INPUT RECORDS below:

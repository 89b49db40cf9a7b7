//! Credential-holding relay between clients and the LLM provider.
//!
//! `POST /api/proxy` with `{ "payload": <provider request>, "stream": bool }`.
//! The payload is forwarded untouched; buffered answers come back as the provider's
//! JSON, streamed answers are piped through chunk by chunk as they arrive.

use std::time::Duration;

use anyhow::{anyhow, Context};
use axum::{
    body::Body,
    extract::State,
    http::{header, Method, StatusCode},
    response::{IntoResponse, Response},
    Json,
};
use bytes::Bytes;
use reqwest::Client;
use serde_json::Value;
use tracing::{debug, info};

use crate::errors::AppError;
use crate::gateway::{ProviderEndpoint, RelayRequest};

#[derive(Clone)]
pub struct Relay {
    client: Client,
    /// `None` when no credential is configured; every call then fails with 500.
    endpoint: Option<ProviderEndpoint>,
}

impl Relay {
    pub fn new(endpoint: Option<ProviderEndpoint>, timeout: Duration) -> anyhow::Result<Self> {
        let client = Client::builder()
            .timeout(timeout)
            .build()
            .context("Failed to build relay HTTP client")?;
        Ok(Self { client, endpoint })
    }

    pub fn is_configured(&self) -> bool {
        self.endpoint.is_some()
    }
}

/// POST /api/proxy
pub async fn handle_proxy(
    State(relay): State<Relay>,
    method: Method,
    body: Bytes,
) -> Result<Response, AppError> {
    if method != Method::POST {
        return Err(AppError::MethodNotAllowed);
    }

    let request: RelayRequest = serde_json::from_slice(&body).unwrap_or(RelayRequest {
        payload: None,
        stream: false,
    });
    let payload = request
        .payload
        .filter(|p| !p.is_null())
        .ok_or_else(|| AppError::BadRequest("Request body payload is required".to_string()))?;

    let endpoint = relay
        .endpoint
        .as_ref()
        .ok_or_else(|| anyhow!("API_KEY is not set in the server environment."))?;

    debug!("Relaying {} request to {}", if request.stream { "streamed" } else { "buffered" }, endpoint.model);
    let upstream = endpoint
        .request(&relay.client, &payload, request.stream)
        .send()
        .await?;

    let status = upstream.status();
    if !status.is_success() {
        let body = upstream.bytes().await?;
        let status = StatusCode::from_u16(status.as_u16()).unwrap_or(StatusCode::BAD_GATEWAY);
        return Err(AppError::Upstream { status, body });
    }

    if request.stream {
        info!("Streaming provider response");
        let body = Body::from_stream(upstream.bytes_stream());
        return Ok((
            StatusCode::OK,
            [(header::CONTENT_TYPE, "text/plain; charset=utf-8")],
            body,
        )
            .into_response());
    }

    let bytes = upstream.bytes().await?;
    let data: Value = serde_json::from_slice(&bytes).context("Provider returned invalid JSON")?;
    Ok(Json(data).into_response())
}
//! File-to-text extraction for uploaded job descriptions and resumes.

use futures::future::try_join_all;
use thiserror::Error;
use tracing::{debug, error};

#[derive(Debug, Error)]
pub enum IngestError {
    #[error("Unsupported file type: '{0}'. Please upload a .txt or .pdf file.")]
    UnsupportedFileType(String),

    #[error("Failed to read {file_name}: {reason}")]
    FileRead { file_name: String, reason: String },
}

/// One uploaded file.
#[derive(Debug, Clone)]
pub struct UploadedFile {
    pub name: String,
    /// MIME type reported by the uploader, if any.
    pub mime: Option<String>,
    pub bytes: Vec<u8>,
}

impl UploadedFile {
    pub fn new(name: impl Into<String>, mime: Option<String>, bytes: Vec<u8>) -> Self {
        Self {
            name: name.into(),
            mime,
            bytes,
        }
    }

    /// Lowercased text after the last dot; the whole name when there is no dot.
    pub fn extension(&self) -> String {
        self.name
            .rsplit('.')
            .next()
            .unwrap_or_default()
            .to_lowercase()
    }
}

#[derive(Debug, Clone, Copy, PartialEq, Eq)]
enum FileKind {
    Text,
    Pdf,
}

fn classify(file: &UploadedFile) -> Result<FileKind, IngestError> {
    let extension = file.extension();
    let mime = file.mime.as_deref().unwrap_or_default();
    if extension == "txt" || mime == "text/plain" {
        Ok(FileKind::Text)
    } else if extension == "pdf" || mime == "application/pdf" {
        Ok(FileKind::Pdf)
    } else {
        Err(IngestError::UnsupportedFileType(extension))
    }
}

/// Extracts the text content of a `.txt` or `.pdf` upload.
pub async fn parse_file(file: &UploadedFile) -> Result<String, IngestError> {
    match classify(file)? {
        FileKind::Text => String::from_utf8(file.bytes.clone()).map_err(|e| IngestError::FileRead {
            file_name: file.name.clone(),
            reason: format!("not valid UTF-8 text ({e})"),
        }),
        FileKind::Pdf => {
            let bytes = file.bytes.clone();
            let text = tokio::task::spawn_blocking(move || pdf_extract::extract_text_from_mem(&bytes))
                .await
                .map_err(|e| IngestError::FileRead {
                    file_name: file.name.clone(),
                    reason: format!("extraction task failed ({e})"),
                })?
                .map_err(|e| {
                    error!("Error parsing PDF {}: {e}", file.name);
                    IngestError::FileRead {
                        file_name: file.name.clone(),
                        reason: "the file might be corrupted or protected".to_string(),
                    }
                })?;
            debug!("Extracted {} chars from {}", text.len(), file.name);
            Ok(text)
        }
    }
}

/// Parses every file concurrently. Any failure fails the whole batch.
pub async fn parse_files(files: &[UploadedFile]) -> Result<Vec<String>, IngestError> {
    try_join_all(files.iter().map(parse_file)).await
}
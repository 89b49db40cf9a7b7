//! Streamed-response reassembly.
//!
//! The provider streams JSON wrappers whose `"text": "..."` fields carry the answer.
//! Each received chunk is scanned on its own: a fragment whose closing quote lands
//! in a later chunk is extracted from neither chunk.

use std::sync::OnceLock;

use regex::Regex;
use tracing::warn;

fn text_field() -> &'static Regex {
    static TEXT_FIELD: OnceLock<Regex> = OnceLock::new();
    TEXT_FIELD.get_or_init(|| Regex::new(r#""text"\s*:\s*"([^"]*)""#).expect("valid regex"))
}

/// Returns every complete, decodable `"text"` fragment in one chunk, in order.
/// Fragments that are not valid JSON string contents are skipped with a warning.
pub fn extract_fragments(chunk: &str) -> Vec<String> {
    text_field()
        .captures_iter(chunk)
        .filter_map(|caps| {
            let raw = caps.get(1)?.as_str();
            match serde_json::from_str::<String>(&format!("\"{raw}\"")) {
                Ok(text) => Some(text),
                Err(e) => {
                    warn!("Skipping undecodable stream fragment {raw:?}: {e}");
                    None
                }
            }
        })
        .collect()
}

/// Accumulates fragments from successive chunks into one string.
#[derive(Debug, Default)]
pub struct StreamAssembler {
    text: String,
    chunks: usize,
}

impl StreamAssembler {
    pub fn push(&mut self, chunk: &[u8]) {
        self.chunks += 1;
        let chunk = String::from_utf8_lossy(chunk);
        for fragment in extract_fragments(&chunk) {
            self.text.push_str(&fragment);
        }
    }

    pub fn chunks(&self) -> usize {
        self.chunks
    }

    pub fn finish(self) -> String {
        self.text
    }
}
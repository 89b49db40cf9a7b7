/// A canned job description the user can pick instead of typing one.
#[derive(Debug, Clone, Copy, PartialEq, Eq)]
pub struct PresetRole {
    pub title: &'static str,
    pub description: &'static str,
}

pub const PRESET_ROLES: &[PresetRole] = &[
    PresetRole {
        title: "Frontend Developer",
        description: "We are hiring a Frontend Developer to build the client side of our web applications.

Responsibilities:
- Turn product designs into accessible, responsive interfaces.
- Keep page load and interaction latency low.
- Work with backend engineers on API contracts.

Requirements:
- Professional experience with HTML5, CSS3 and modern JavaScript or TypeScript.
- Hands-on work with React, Vue or Angular.
- Familiarity with asynchronous data fetching and client-side state management.",
    },
    PresetRole {
        title: "Backend Developer",
        description: "We are hiring a Backend Developer to own the server side of our products.

Responsibilities:
- Design and implement HTTP APIs and background jobs.
- Model data and tune queries against relational databases.
- Debug production issues and improve observability.

Requirements:
- Strong experience with at least one of Rust, Go, Java or Python.
- Solid SQL and schema design skills.
- Understanding of caching, queues and service-to-service authentication.",
    },
    PresetRole {
        title: "DevOps Engineer",
        description: "We are hiring a DevOps Engineer to run and automate our delivery pipeline.

Responsibilities:
- Maintain CI/CD pipelines and infrastructure as code.
- Operate container workloads on Kubernetes.
- Define alerting and drive incident follow-ups.

Requirements:
- Experience with Terraform or a comparable provisioning tool.
- Working knowledge of AWS, GCP or Azure.
- Scripting in Bash or Python.",
    },
    PresetRole {
        title: "Data Scientist",
        description: "We are hiring a Data Scientist to turn product data into decisions.

Responsibilities:
- Build and validate predictive models.
- Design experiments and analyse their outcomes.
- Present findings to product and leadership.

Requirements:
- Strong statistics background.
- Fluency in Python with pandas and scikit-learn.
- Experience writing production SQL.",
    },
    PresetRole {
        title: "Product Manager",
        description: "We are hiring a Product Manager to set strategy and roadmap for a product line.

Responsibilities:
- Gather customer and market input and translate it into requirements.
- Prioritise the roadmap with engineering and design.
- Define success metrics and track them after launch.

Requirements:
- Prior product management experience on a shipped software product.
- Clear written and verbal communication.
- Comfort working with data to make trade-offs.",
    },
];

/// Looks a preset up by its exact title.
pub fn find_preset(title: &str) -> Option<&'static PresetRole> {
    PRESET_ROLES.iter().find(|p| p.title == title)
}

#[cfg(test)]
mod tests {
    use super::*;

    #[test]
    fn test_find_preset_by_title() {
        let preset = find_preset("DevOps Engineer").unwrap();
        assert!(preset.description.contains("Kubernetes"));
        assert!(find_preset("devops engineer").is_none());
    }

    #[test]
    fn test_titles_are_unique() {
        for (i, a) in PRESET_ROLES.iter().enumerate() {
            assert!(PRESET_ROLES[i + 1..].iter().all(|b| b.title != a.title));
        }
    }
}
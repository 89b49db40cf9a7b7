//! Prompt builders: pure functions that embed structured inputs into model prompts.
//!
//! Every builder returns a [`Prompt`] that knows whether the caller expects a
//! structured JSON answer (always fetched buffered) or free text (always streamed).
//! Nothing here touches the network.

use serde_json::{json, Value};

use crate::models::{ConsultantMessage, Resume, ResumeBuilderData};

pub mod templates;

use templates::{
    CONSULTANT_PROMPT, EDUCATION_BLOCK, EXPERIENCE_BLOCK, RESUME_BLOCK,
    RESUME_GENERATION_PROMPT, RESUME_QUESTION_PROMPT, SCORING_PROMPT,
};

/// The kind of answer a prompt asks the model for.
#[derive(Debug, Clone, Copy, PartialEq, Eq)]
pub enum ResponseFormat {
    /// A JSON document, fetched in buffered mode.
    Json,
    /// Free text, fetched in streamed mode.
    Text,
}

#[derive(Debug, Clone, PartialEq, Eq)]
pub struct Prompt {
    pub text: String,
    pub format: ResponseFormat,
}

impl Prompt {
    fn json(text: String) -> Self {
        Self {
            text,
            format: ResponseFormat::Json,
        }
    }

    fn text(text: String) -> Self {
        Self {
            text,
            format: ResponseFormat::Text,
        }
    }

    /// Whether the gateway should be called in streamed mode for this prompt.
    pub fn streaming(&self) -> bool {
        self.format == ResponseFormat::Text
    }

    /// Provider request body (`generateContent` shape).
    pub fn to_payload(&self) -> Value {
        let mut payload = json!({
            "contents": [{ "parts": [{ "text": self.text }] }]
        });
        if self.format == ResponseFormat::Json {
            payload["generationConfig"] = json!({ "responseMimeType": "application/json" });
        }
        payload
    }
}

/// Scoring prompt for a whole batch of resumes.
pub fn build_scoring_prompt(job_description: &str, resumes: &[Resume]) -> Prompt {
    let blocks = resumes
        .iter()
        .map(|r| {
            render(
                RESUME_BLOCK,
                &[("id", &r.id), ("file_name", &r.file_name), ("text", &r.text)],
            )
        })
        .collect::<Vec<_>>()
        .join("\n\n");

    Prompt::json(render(
        SCORING_PROMPT,
        &[("job_description", job_description), ("resumes", &blocks)],
    ))
}

pub fn build_resume_question_prompt(
    resume_text: &str,
    question: &str,
    job_description: &str,
) -> Prompt {
    Prompt::text(render(
        RESUME_QUESTION_PROMPT,
        &[
            ("job_description", job_description),
            ("resume_text", resume_text),
            ("question", question),
        ],
    ))
}

/// Consultant chat prompt. The gateway is stateless, so the whole history is
/// replayed on every call.
pub fn build_consultant_prompt(
    job_description: &str,
    resume_file_names: &[String],
    history: &[ConsultantMessage],
) -> Prompt {
    let job_description = if job_description.trim().is_empty() {
        "Not provided yet."
    } else {
        job_description
    };
    let file_names = if resume_file_names.is_empty() {
        "None".to_string()
    } else {
        resume_file_names.join(", ")
    };
    let history = history
        .iter()
        .map(|m| format!("{}: {}", m.role.as_str(), m.content))
        .collect::<Vec<_>>()
        .join("\n");

    Prompt::text(render(
        CONSULTANT_PROMPT,
        &[
            ("job_description", job_description),
            ("resume_file_names", &file_names),
            ("history", &history),
        ],
    ))
}

pub fn build_resume_generation_prompt(details: &ResumeBuilderData) -> Prompt {
    let experience = details
        .work_experience
        .iter()
        .map(|exp| {
            render(
                EXPERIENCE_BLOCK,
                &[
                    ("company", &exp.company),
                    ("job_title", &exp.job_title),
                    ("start_date", &exp.start_date),
                    ("end_date", &exp.end_date),
                    ("responsibilities", &exp.responsibilities),
                ],
            )
        })
        .collect::<Vec<_>>()
        .join("\n\n");

    let education = details
        .education
        .iter()
        .map(|edu| {
            render(
                EDUCATION_BLOCK,
                &[
                    ("school", &edu.school),
                    ("degree", &edu.degree),
                    ("start_date", &edu.start_date),
                    ("end_date", &edu.end_date),
                ],
            )
        })
        .collect::<Vec<_>>()
        .join("\n\n");

    Prompt::text(render(
        RESUME_GENERATION_PROMPT,
        &[
            ("full_name", &details.full_name),
            ("email", &details.email),
            ("phone_number", &details.phone_number),
            ("address", &details.address),
            ("summary", &details.summary),
            ("experience", &experience),
            ("education", &education),
            ("skills", &details.skills),
        ],
    ))
}

/// Fills `{key}` placeholders in a single left-to-right pass. Unknown placeholders
/// are left untouched and inserted values are never re-scanned.
fn render(template: &str, vars: &[(&str, &str)]) -> String {
    let mut out = String::with_capacity(template.len());
    let mut rest = template;

    while let Some(start) = rest.find('{') {
        out.push_str(&rest[..start]);
        let after = &rest[start + 1..];
        let replaced = after.find('}').and_then(|end| {
            let key = &after[..end];
            vars.iter()
                .find(|(name, _)| *name == key)
                .map(|(_, value)| (*value, end))
        });
        match replaced {
            Some((value, end)) => {
                out.push_str(value);
                rest = &after[end + 1..];
            }
            None => {
                out.push('{');
                rest = after;
            }
        }
    }
    out.push_str(rest);
    out
}
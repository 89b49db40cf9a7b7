use serde::{Deserialize, Serialize};

/// Structured personal details used to generate a resume from scratch.
#[derive(Debug, Clone, Default, PartialEq, Eq, Serialize, Deserialize)]
#[serde(rename_all = "camelCase")]
pub struct ResumeBuilderData {
    pub full_name: String,
    pub email: String,
    pub phone_number: String,
    pub address: String,
    pub summary: String,
    pub work_experience: Vec<WorkExperience>,
    pub education: Vec<Education>,
    /// Free-form, usually comma separated.
    pub skills: String,
}

#[derive(Debug, Clone, Default, PartialEq, Eq, Serialize, Deserialize)]
#[serde(rename_all = "camelCase")]
pub struct WorkExperience {
    pub id: String,
    pub company: String,
    pub job_title: String,
    pub start_date: String,
    pub end_date: String,
    pub responsibilities: String,
}

#[derive(Debug, Clone, Default, PartialEq, Eq, Serialize, Deserialize)]
#[serde(rename_all = "camelCase")]
pub struct Education {
    pub id: String,
    pub school: String,
    pub degree: String,
    pub start_date: String,
    pub end_date: String,
}
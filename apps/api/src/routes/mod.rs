pub mod health;

use axum::{
    routing::{any, get},
    Router,
};

use crate::relay::handle_proxy;
use crate::sessions::api::handle_sessions;
use crate::state::AppState;

pub fn build_router(state: AppState) -> Router {
    Router::new()
        .route("/health", get(health::health_handler))
        // Relay and store handlers check the method themselves to answer in their own envelopes.
        .route("/api/proxy", any(handle_proxy))
        .route("/api/sessions", any(handle_sessions))
        .with_state(state)
}

#[cfg(test)]
mod tests {
    use std::sync::Arc;
    use std::time::Duration;

    use axum::{
        body::Body,
        http::{Request, StatusCode},
    };
    use serde_json::Value;
    use tower::ServiceExt;

    use super::*;
    use crate::config::Config;
    use crate::gateway::provider::{DEFAULT_MODEL, DEFAULT_PROVIDER_BASE_URL};
    use crate::relay::Relay;
    use crate::sessions::{MemorySessionRepository, SessionService};

    fn state() -> AppState {
        let config = Config {
            database_url: None,
            api_key: None,
            provider_base_url: DEFAULT_PROVIDER_BASE_URL.into(),
            provider_model: DEFAULT_MODEL.into(),
            request_timeout: Duration::from_secs(5),
            port: 0,
            rust_log: "info".into(),
        };
        AppState {
            sessions: SessionService::new(Arc::new(MemorySessionRepository::new())),
            relay: Relay::new(config.provider_endpoint(), config.request_timeout).unwrap(),
            config,
        }
    }

    async fn get_json(uri: &str) -> (StatusCode, Value) {
        let request = Request::builder().uri(uri).body(Body::empty()).unwrap();
        let response = build_router(state()).oneshot(request).await.unwrap();
        let status = response.status();
        let bytes = axum::body::to_bytes(response.into_body(), usize::MAX).await.unwrap();
        (status, serde_json::from_slice(&bytes).unwrap())
    }

    #[tokio::test]
    async fn test_health_reports_configuration() {
        let (status, body) = get_json("/health").await;
        assert_eq!(status, StatusCode::OK);
        assert_eq!(body["status"], "ok");
        assert_eq!(body["relayConfigured"], false);
        assert_eq!(body["persistence"], "memory");
    }

    #[tokio::test]
    async fn test_routes_are_mounted() {
        let (status, body) = get_json("/api/sessions?action=getSessions").await;
        assert_eq!(status, StatusCode::OK);
        assert_eq!(body["success"], true);

        let (status, _) = get_json("/api/proxy").await;
        assert_eq!(status, StatusCode::METHOD_NOT_ALLOWED);
    }
}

End of INPUT RECORDS.

TASK DETAILS :: Reproduce exactly the section above that begins at the line containing "body payload is" and ends at the line containing "in the server", leaving out all other lines.

OUTPUT OF THE EXERCISE ::
        .ok_or_else(|| AppError::BadRequest("Request body payload is required".to_string()))?;

    let endpoint = relay
        .endpoint
        .as_ref()
        .ok_or_else(|| anyhow!("API_KEY is not set in the server environment."))?;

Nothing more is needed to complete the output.